Сословие русских профессоров. Создатели статусов и смыслов - стр. 55
Итак, потребность в непрерывной истории, внимание к прошлому и традициям, сближающие позднеимперские и позднесоветские университетские юбилеи претерпели в постперестроечные годы примечательную трансформацию[188]. Политическая актуальность и выгодность «длинной истории» способствовали утаиванию разрывов в университетском прошлом и игнорированию соответствующих тем. Так, казалось бы, доступ к архивам и практически отсутствие цензуры должны были в 1990-2000-е годы вызвать всплеск интереса к политическим репрессиям в советских университетах 1930-1940-х годов. Но он бы явно акцентировал разрыв между дореволюционным и советским периодами университетской жизни, продемонстрировал, насколько выдрессированной и этатистской стала «советская вузовская интеллигенция», а потому такой интерес не родился или не был поддержан.
Изредка попадающие на страницы историографических сочинений сюжеты о репрессиях и ограничениях сверху в привычном страдательном залоге только пресекают возможность социологически заостренной постановки вопроса о сращенности знания и власти в советское время, о симбиозе академической и политической элит[189]. Чаще всего исторические факты политических гонений используются университетской администрацией как охранная грамота для сохранения статус-кво или «свободы рук» в делах внутриуниверситетских. Для сравнения ситуаций напомним, что после 1988 г. в Германии критическая дистанция по отношению к компромиссам с прошлым позволила переоценить немецкую традицию культуры и «чистого знания», показать ее зависимость от политической стратегии и конъюнктуры того или иного периода. Эта болезненная и явно неприятная процедура позволяет обрести иммунитет против повторения трагедий прошлого.

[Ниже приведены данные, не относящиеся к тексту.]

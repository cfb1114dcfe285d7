//! Status report model shared with device drivers.
//!
//! Drivers report a flat list of `(label, value, unit)` lines; this module
//! owns that representation and the parser that groups it per component.

pub mod status;

pub use status::*;
use crate::protocol::{Readout, Readouts};

/// Message from a telemetry worker to the control layer.
///
/// For one device, `ComponentsDiscovered` always precedes that device's first
/// `ComponentsUpdated`.
#[derive(Debug, Clone, PartialEq)]
pub enum TelemetryEvent {
    /// Initial discovery finished; carries every component found.
    ComponentsDiscovered { device: usize, readouts: Readouts },
    /// A component appeared after initial discovery.
    ComponentDiscovered { device: usize, readout: Readout },
    /// Fresh readouts from one poll cycle.
    ComponentsUpdated { device: usize, readouts: Readouts },
    /// The worker observed cancellation and exited.
    Stopped { device: usize },
}

impl TelemetryEvent {
    /// Device slot the event belongs to.
    pub fn device(&self) -> usize {
        match self {
            TelemetryEvent::ComponentsDiscovered { device, .. }
            | TelemetryEvent::ComponentDiscovered { device, .. }
            | TelemetryEvent::ComponentsUpdated { device, .. }
            | TelemetryEvent::Stopped { device } => *device,
        }
    }
}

Весь арсенал новейшей критической интеллектуальной истории, истории повседневности, политической и социальной истории оказался неудобным для самолегитимирующих установок верхушки университетского корпуса и обслуживающих их историков. Интерес новейшей университетской историографии к подвижным иерархиям, неравенствам, генерационным или академическим конфликтам[190] никак не отвечает желаниям простой, механической преемственности и представлениям об общей лояльности вузовской интеллигенции к политике властей предержащих (в духе всегдашнего – что в 1890-е, что в 1950-е – «служения Отчизне»).

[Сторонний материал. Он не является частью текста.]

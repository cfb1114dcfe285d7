//! Device abstraction layer.
//!
//! The hardware driver is an external collaborator. This module defines the
//! [`DeviceHandle`] seam the rest of the crate talks to, the identity record
//! stored with profiles, and the set of devices indexed by slot.

pub mod simulated;
#[cfg(test)]
pub(crate) mod testing;

use std::sync::Arc;

use serde::{Deserialize, Serialize};
use tracing::{info, warn};

use crate::error::{PanelError, Result};
use crate::protocol::StatusLine;

pub use simulated::{SimulatedCooler, SimulatedFanHub};

// =============================================================================
// Device Identity
// =============================================================================

/// Identity of a device model; profiles are namespaced by it.
#[derive(Debug, Clone, PartialEq, Eq, Hash, Serialize, Deserialize)]
pub struct DeviceInfo {
    pub name: String,
    pub vendor_id: u16,
    pub product_id: u16,
}

impl DeviceInfo {
    pub fn new(name: &str, vendor_id: u16, product_id: u16) -> Self {
        Self {
            name: name.to_string(),
            vendor_id,
            product_id,
        }
    }

    /// Namespace key for this device model, e.g. `1e71_2006`.
    pub fn namespace(&self) -> String {
        format!("{:04x}_{:04x}", self.vendor_id, self.product_id)
    }
}

impl std::fmt::Display for DeviceInfo {
    fn fmt(&self, f: &mut std::fmt::Formatter<'_>) -> std::fmt::Result {
        write!(
            f,
            "{} [{:04x}:{:04x}]",
            self.name, self.vendor_id, self.product_id
        )
    }
}

// =============================================================================
// Device Handle
// =============================================================================

/// One connected device as exposed by the driver.
///
/// Calls may block for the duration of a device round trip. Implementations
/// are shared between the control layer and a telemetry worker, hence the
/// `&self` receivers.
pub trait DeviceHandle: Send + Sync {
    fn info(&self) -> DeviceInfo;

    /// Human readable description shown in device lists.
    fn description(&self) -> String {
        self.info().name
    }

    /// Serial number, if the device reports one.
    fn serial_number(&self) -> Option<String> {
        None
    }

    /// Open the connection to the device.
    fn connect(&self) -> Result<()> {
        Ok(())
    }

    /// Bring the device into a known state after connecting.
    fn initialize(&self) -> Result<()> {
        Ok(())
    }

    /// Release the connection. Safe to call when not connected.
    fn disconnect(&self) -> Result<()> {
        Ok(())
    }

    /// Read the current status report.
    fn get_status(&self) -> Result<Vec<StatusLine>>;

    /// Set a fixed duty (0-100) on a channel, e.g. `"Fan 1"`.
    fn set_fixed_duty(&self, channel: &str, percent: u8) -> Result<()>;

    /// Program a temperature/duty curve on a channel.
    ///
    /// Devices without curve support keep the default, which reports
    /// `NotSupportedByDevice`.
    fn set_speed_profile(&self, channel: &str, profile: &[(i8, i8)]) -> Result<()> {
        let _ = (channel, profile);
        Err(PanelError::NotSupportedByDevice {
            device: self.description(),
            operation: "speed curves".into(),
        })
    }
}

// =============================================================================
// Device Set
// =============================================================================

/// Connected devices, indexed by slot in discovery order.
#[derive(Clone, Default)]
pub struct DeviceSet {
    devices: Vec<Arc<dyn DeviceHandle>>,
}

impl DeviceSet {
    pub fn new(devices: Vec<Arc<dyn DeviceHandle>>) -> Self {
        Self { devices }
    }

    /// Connect and initialize every device.
    ///
    /// Each device is disconnected first so a connection left open by an
    /// earlier session does not block `connect`.
    pub fn open(devices: Vec<Arc<dyn DeviceHandle>>) -> Result<Self> {
        let set = Self::new(devices);
        for (index, device) in set.devices.iter().enumerate() {
            device.disconnect()?;
            device.connect()?;
            device.initialize()?;
            info!(device = index, name = %device.description(), "Device initialized");
        }
        Ok(set)
    }

    /// The built-in simulated devices, opened: a fan hub and an AIO cooler.
    pub fn simulated() -> Result<Self> {
        Self::open(vec![
            Arc::new(SimulatedFanHub::new()),
            Arc::new(SimulatedCooler::new()),
        ])
    }

    /// Disconnect every device. Failures are logged and do not stop the
    /// remaining devices from being closed.
    pub fn close(&self) {
        for (index, device) in self.devices.iter().enumerate() {
            if let Err(e) = device.disconnect() {
                warn!(device = index, error = %e, "Failed to disconnect device");
            }
        }
    }

    pub fn len(&self) -> usize {
        self.devices.len()
    }

    pub fn is_empty(&self) -> bool {
        self.devices.is_empty()
    }

    /// Device at `index`.
    ///
    /// # Errors
    /// `NoSuchDevice` if the slot is empty.
    pub fn get(&self, index: usize) -> Result<Arc<dyn DeviceHandle>> {
        self.devices
            .get(index)
            .cloned()
            .ok_or(PanelError::NoSuchDevice(index))
    }

    /// Slot of the first device whose description matches, case-insensitive.
    pub fn find(&self, description: &str) -> Option<usize> {
        let search = description.to_lowercase();
        self.devices
            .iter()
            .position(|d| d.description().to_lowercase() == search)
    }

    /// Slot of the device with this serial number.
    pub fn find_by_serial(&self, serial: &str) -> Option<usize> {
        self.devices
            .iter()
            .position(|d| d.serial_number().as_deref() == Some(serial))
    }

    pub fn iter(&self) -> impl Iterator<Item = &Arc<dyn DeviceHandle>> {
        self.devices.iter()
    }
}

impl std::fmt::Debug for DeviceSet {
    fn fmt(&self, f: &mut std::fmt::Formatter<'_>) -> std::fmt::Result {
        f.debug_list()
            .entries(self.devices.iter().map(|d| d.description()))
            .finish()
    }
}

В результате в сегодняшних общих трудах по истории университетского образования XIX в. можно прочитать следующие рассуждения о национальном своеобразии отечественной высшей школы: «Подводя итог сказанному, подчеркнем еще раз основную особенность литературы, посвященной описанию истории отечественной высшей школы в начале ХХ в[ека]. Речь идет о недооценке духовной или политической составляющей этого важнейшего признака русской модели университета…Не секрет, что гигантский взлет российской науки и культуры стал возможным благодаря возникшей в начале [XIX] века системе императорских университетов, в стенах которых получали великолепную огранку лучшие умы России, прославившие свою страну в веках корифеи науки и искусства. И она, эта система, преодолевая пиковые спады, неуклонно развивалась, развивается и, надо полагать, будет развиваться в дальнейшем. Об этом свидетельствует активное личное участие президента России в разрешении судьбоносных проблем современной высшей школы.